In Eswatini, the species is legally protected under the Flora Protection Act of 2000, being classified as an 'endangered' species in the 2002 Southern African Plant Red Data List by the Southern African Botanical Diversity Network, it was afforded 'Schedule A' protection.

===Population===
It was formerly common in the Barberton Mountains. In 1998 the IUCN believed that the total population was somewhat declining in number and range. According to the South African National Biodiversity Institute (SANBI), in 2019 the entire world population only consisted of some 3,150 to 6,300 individual plants in the wild, and was still believed to be decreasing. Most of the known different subpopulations consist of fewer than 200 plants. There are an estimated 2000-5000 plants in Mpumalanga, the largest population in Songimvelo has several hundred plants. The Ithala Nature Reserve is thought to contain almost all, if not all, of the plants in KwaZulu-Natal, a total of 1100 mature individuals divided over five to eight small subpopulations of 30–180 plants; the numbers of the plants are monitored here, and there is continuing decline. It is estimated that there are around 200 plants in Swaziland divided over three localities. It is inferred from the extent of habitat loss that the population has been reduced by 23–28% over the past 150 to 300 years.

===Status===
The conservation status of Protea comptonii was first assessed in the 1980 book Threatened plants of southern Africa as 'rare'. In 1996, the South African National Botanical Institute, later the Biodiversity Institute, rated the status as 'vulnerable' in the Red data list of southern African plants. In 1998, the IUCN assessed the global status of the species for their Red List as 'lower risk/near threatened'. An assessment of 'vulnerable' was given in 1999 by the KwaZulu-Natal Nature Conservation Service for the population in that province. SANBI re-assessed the species in 2009, downgrading the status to 'near threatened', but in 2019, in a new assessment, it upgraded the status again to 'vulnerable'.

===Threats===
Historically much of its habitat in the mountains around Barberton was destroyed and fragmented in order to plant forests for timber exploitation, and at present, some 26% of the habitat has been irreversibly modified, mainly in this region. However, loss of range to afforestation is no longer occurring. According to the IUCN in 1998, the main threats to the survival of P. comptonii were the harvesting of the bark for herbalism and unsustainable browsing by native herbivores (game). As of 2019, game remains an important problem in Ithala. Although P. comptonii is not directly affected, in Songimvelo overgrazing by livestock is causing the grasslands to degrade and encouraging the spread of invasive plants. The plants which do not occur in protected areas in Mpumalanga grow on land owned by commercial forestry companies or mines, and as 2019 there is some renewed interest in exploiting the mineral wealth of the region, which might constitute a future threat, at least for two subpopulations.

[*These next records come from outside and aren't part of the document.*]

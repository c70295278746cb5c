use serde::Serialize;

use super::domain::{PrioritizationRecord, RecordId};

/// Storage abstraction so the service can be exercised without a real store.
/// `list` returns records in creation order; implementations keyed on the
/// sortable record id get that for free.
pub trait RecordRepository: Send + Sync {
    fn insert(&self, record: PrioritizationRecord)
        -> Result<PrioritizationRecord, RepositoryError>;
    fn update(&self, record: PrioritizationRecord) -> Result<(), RepositoryError>;
    fn fetch(&self, id: &RecordId) -> Result<Option<PrioritizationRecord>, RepositoryError>;
    fn delete(&self, id: &RecordId) -> Result<(), RepositoryError>;
    fn list(&self) -> Result<Vec<PrioritizationRecord>, RepositoryError>;
}

/// Error enumeration for repository failures.
#[derive(Debug, thiserror::Error)]
pub enum RepositoryError {
    #[error("record already exists")]
    Conflict,
    #[error("record not found")]
    NotFound,
    #[error("repository unavailable: {0}")]
    Unavailable(String),
}

/// Sanitized representation of a record for list/detail responses.
#[derive(Debug, Clone, Serialize)]
pub struct RecordView {
    pub id: RecordId,
    pub title: String,
    pub operational_status: String,
    pub total_weighted_score: f64,
    pub priority_level: &'static str,
    pub record_status: &'static str,
    pub submitted_by: String,
}

impl RecordView {
    pub fn from_record(record: &PrioritizationRecord) -> Self {
        Self {
            id: record.id.clone(),
            title: record.title.clone(),
            operational_status: record.operational_status.clone(),
            total_weighted_score: record.total_weighted_score,
            priority_level: record.priority_level.label(),
            record_status: record.record_status.label(),
            submitted_by: record.submitted_by.clone(),
        }
    }
}
use crate::infra::{
    matrix_page, scoring_engine, InMemoryRecordRepository, StaticProfileDirectory,
};
use clap::Args;
use pmo_dashboard::error::AppError;
use pmo_dashboard::workflows::prioritization::{
    is_page_admin, CriteriaCatalog, CriterionId, PrioritizationService, ProfileDirectory,
    RecordSubmission, ServiceError, UserRole, Viewer,
};
use std::collections::BTreeMap;
use std::sync::Arc;

#[derive(Args, Debug, Default)]
pub(crate) struct MatrixDemoArgs {
    /// Identity submitting the sample record (defaults to the student "amina")
    #[arg(long)]
    pub(crate) submitted_by: Option<String>,
    /// Identity approving the sample record (defaults to "pmo-officer")
    #[arg(long)]
    pub(crate) approve_as: Option<String>,
}

/// Print the active catalog: weights and the 1-5 rating guide per criterion.
pub(crate) fn run_matrix_catalog() -> Result<(), AppError> {
    let catalog = CriteriaCatalog::standard();

    println!("Prioritization criteria catalog");
    for criterion in catalog.criteria() {
        println!("\n{} ({}%)", criterion.name, criterion.weight);
        println!("  {}", criterion.description);
        for rating in 1..=5u8 {
            if let Some(guide) = criterion.describe_rating(rating) {
                println!("  {rating}: {guide}");
            }
        }
    }

    Ok(())
}

/// Walk one record through scoring, the Draft/Published lifecycle, and the
/// visibility tiers, printing each step.
pub(crate) fn run_matrix_demo(args: MatrixDemoArgs) -> Result<(), AppError> {
    let submitted_by = args.submitted_by.unwrap_or_else(|| "amina".to_string());
    let approve_as = args.approve_as.unwrap_or_else(|| "pmo-officer".to_string());

    let repository = Arc::new(InMemoryRecordRepository::default());
    let service = PrioritizationService::new(repository, scoring_engine());
    let profiles = StaticProfileDirectory::default();
    let page = matrix_page();

    let mut criteria_scores: BTreeMap<CriterionId, u8> = BTreeMap::new();
    for (id, rating) in [
        ("safety", 4),
        ("functionality", 5),
        ("frequency", 5),
        ("beneficiaries", 4),
        ("cost", 3),
        ("strategic", 4),
        ("disaster", 2),
    ] {
        criteria_scores.insert(CriterionId::new(id), rating);
    }

    let record = service.submit(
        RecordSubmission {
            title: "Science wing chiller replacement".to_string(),
            description: "Replace the failed chiller serving the science wing.".to_string(),
            operational_status: "Planning".to_string(),
            criteria_scores,
        },
        submitted_by.clone(),
    )?;

    println!("Prioritization matrix demo");
    println!(
        "\nSubmitted '{}' as {} -> {} ({})",
        record.title,
        record.submitted_by,
        record.record_status.label(),
        record.id
    );

    println!("\nScore breakdown");
    let catalog = service.engine().catalog();
    for criterion in catalog.criteria() {
        let rating = record.criteria_scores[&criterion.id];
        let weighted = record.weighted_scores[&criterion.id];
        println!(
            "- {} ({}%): rated {} -> {:.2}",
            criterion.name, criterion.weight, rating, weighted
        );
    }
    println!(
        "Total weighted score: {:.2} -> {} priority",
        record.total_weighted_score,
        record.priority_level.label()
    );

    let anonymous = service.visible(&Viewer::anonymous())?;
    println!(
        "\nAnonymous visitors see {} record(s) while the draft is unpublished",
        anonymous.len()
    );
    let owner = service.visible(&Viewer::authenticated(submitted_by.clone(), false))?;
    println!("{submitted_by} sees {} record(s) (own draft included)", owner.len());

    // A non-admin approval attempt is rejected and changes nothing.
    match service.approve(&record.id, false) {
        Err(ServiceError::Authorization(denial)) => {
            println!("\nApproval attempt without admin standing: {denial}");
        }
        other => println!("\nUnexpected approval outcome: {other:?}"),
    }

    let approver_is_admin = profiles
        .profile(&approve_as)
        .map(|profile| is_page_admin(&profile, &page))
        .unwrap_or(false);
    let approved = service.approve(&record.id, approver_is_admin)?;
    println!(
        "Approved by {} -> {}",
        approve_as,
        approved.record_status.label()
    );

    let anonymous = service.visible(&Viewer::anonymous())?;
    println!(
        "\nAnonymous visitors now see {} record(s)",
        anonymous.len()
    );

    match service.delete(&record.id, UserRole::PmoStaff) {
        Err(ServiceError::Authorization(denial)) => {
            println!("Deletion attempt as PMO staff: {denial}");
        }
        other => println!("Unexpected deletion outcome: {other:?}"),
    }
    service.delete(&record.id, UserRole::Administrator)?;
    println!("Deleted by an administrator; the matrix is empty again.");

    Ok(())
}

The species is unable to recover from too frequent burning. In Ithala biennial burns are likely to be causing a decline in numbers and ongoing habitat degradation.

In Eswatini, threats identified are competition from invasive plants, too frequent fires and habitat loss due to mining.

===Protected areas===
Most extant wild individuals of this species are restricted to protected areas, namely Songimvelo Game Reserve (which contains the largest numbers) and Barberton Nature Reserve in Mpumalanga, and in KwaZulu-Natal the Ithala Game Reserve. The population in Eswatini is largely protected within the Malolotja National Park.